現在は神奈川県企業庁が管理を行っています。
沼本ダムの防災上の役割と災害リスク
沼本ダムは発電を主目的とするダムです。直接的な洪水調節機能はありませんが、ダムの貯水池は河川の水量変動を緩和し、急激な水位上昇を一時的に抑える副次的な効果があります。
築83年のダムの安全性
沼本ダムは竣工から83年が経過しています。コンクリートダムの耐用年数は一般に100年以上とされていますが、堆砂(ダム湖に土砂が溜まる現象)による貯水容量の減少や、コンクリートの劣化が課題となる場合があります。
国土交通省では定期的なダム点検(3〜5年ごと)を実施しており、安全性の確保に努めています。
沼本ダム下流域にお住まいの方へ
ダムがあっても、計画規模を超える大雨(想定外の豪雨)が発生した場合は下流で浸水が発生する可能性があります。以下の備えを確認しておきましょう。

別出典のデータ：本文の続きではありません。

//! Standard error handlers.

use crate::dispatch::ErrorHandler;
use lineage_core::{BoxError, ListenerHandle, Subscriber};

/// An error handler that logs subscriber failures and lets delivery continue.
///
/// Logs through `tracing` when the `tracing` feature is enabled and drops the
/// error otherwise.
#[derive(Debug, Clone, Copy, Default)]
pub struct LoggingErrorHandler;

impl ErrorHandler for LoggingErrorHandler {
    fn handle(&self, error: BoxError, scope: &ListenerHandle, subscriber: &Subscriber) {
        #[cfg(feature = "tracing")]
        {
            tracing::warn!(
                error = %error,
                listener = ?scope.id(),
                subscriber = %subscriber.id(),
                event_type = %subscriber.event_type(),
                "Subscriber failed"
            );
        }
        #[cfg(not(feature = "tracing"))]
        {
            let _ = (error, scope, subscriber); // Suppress unused warning
        }
    }
}

/// An error handler that ignores every failure.
#[derive(Debug, Clone, Copy, Default)]
pub struct IgnoreErrors;

impl ErrorHandler for IgnoreErrors {
    fn handle(&self, _error: BoxError, _scope: &ListenerHandle, _subscriber: &Subscriber) {}
}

- 洪水ハザードマップの確認: お住まいの自治体が公開している洪水ハザードマップで浸水想定区域・浸水深を確認する
- 避難場所・経路の確認: 洪水時の避難場所と安全な経路を家族で共有する
- 気象情報の注視: 大雨警報・洪水警報が発表されたら、川や用水路に近づかない
ダムは洪水を「なくす」施設ではなく、「軽減する」施設です。ダムの下流だからといって安全とは限りません。
沼本ダムに関するよくある質問
沼本ダムの貯水量はどのくらいですか?
沼本ダムの総貯水量は約233万m³(東京ドーム約2杯分)です。
沼本ダムは何のために造られましたか?
沼本ダムは上水道・工業用水・発電を目的とする発電ダムとして建設されました。
沼本ダムは老朽化していませんか?
竣工から83年が経過していますが、コンクリートダムの耐用年数は一般に100年以上とされています。国土交通省による定期点検が実施されており、必要に応じて補修・補強が行われています。
住所を入力するだけで災害リスクを診断
防災DBでは、地震・洪水・津波・土砂災害・高潮・液状化の6種類の災害リスクを住所を入力するだけで無料診断できます。
相模川水系の流域にお住まいの方は、ぜひお試しください。
まとめ
- 沼本ダムは神奈川県に位置する重力式コンクリートダムです
- 堤高34m、総貯水量約233万m³の中規模ダムです
- 発電ダムとしてクリーンエネルギーの供給に貢献しています
- お住まいの地域の災害リスクは防災DBで無料診断できます
データ出典
- 国土交通省 ダム便覧(MLIT DPF経由) https://www.mlit-data.jp/
- 国土数値情報 ダムデータ https://nlftp.mlit.go.jp/ksj/gml/datalist/KsjTmplt-W01.html
- Wikimedia Commons(画像、個別ライセンスは各画像に表記)
- Wikidata(CC0)
本記事は上記のオープンデータを基に、防災DB編集部が作成しました。データは定期的に更新されますが、最新の情報は各機関の公式サイトをご確認ください。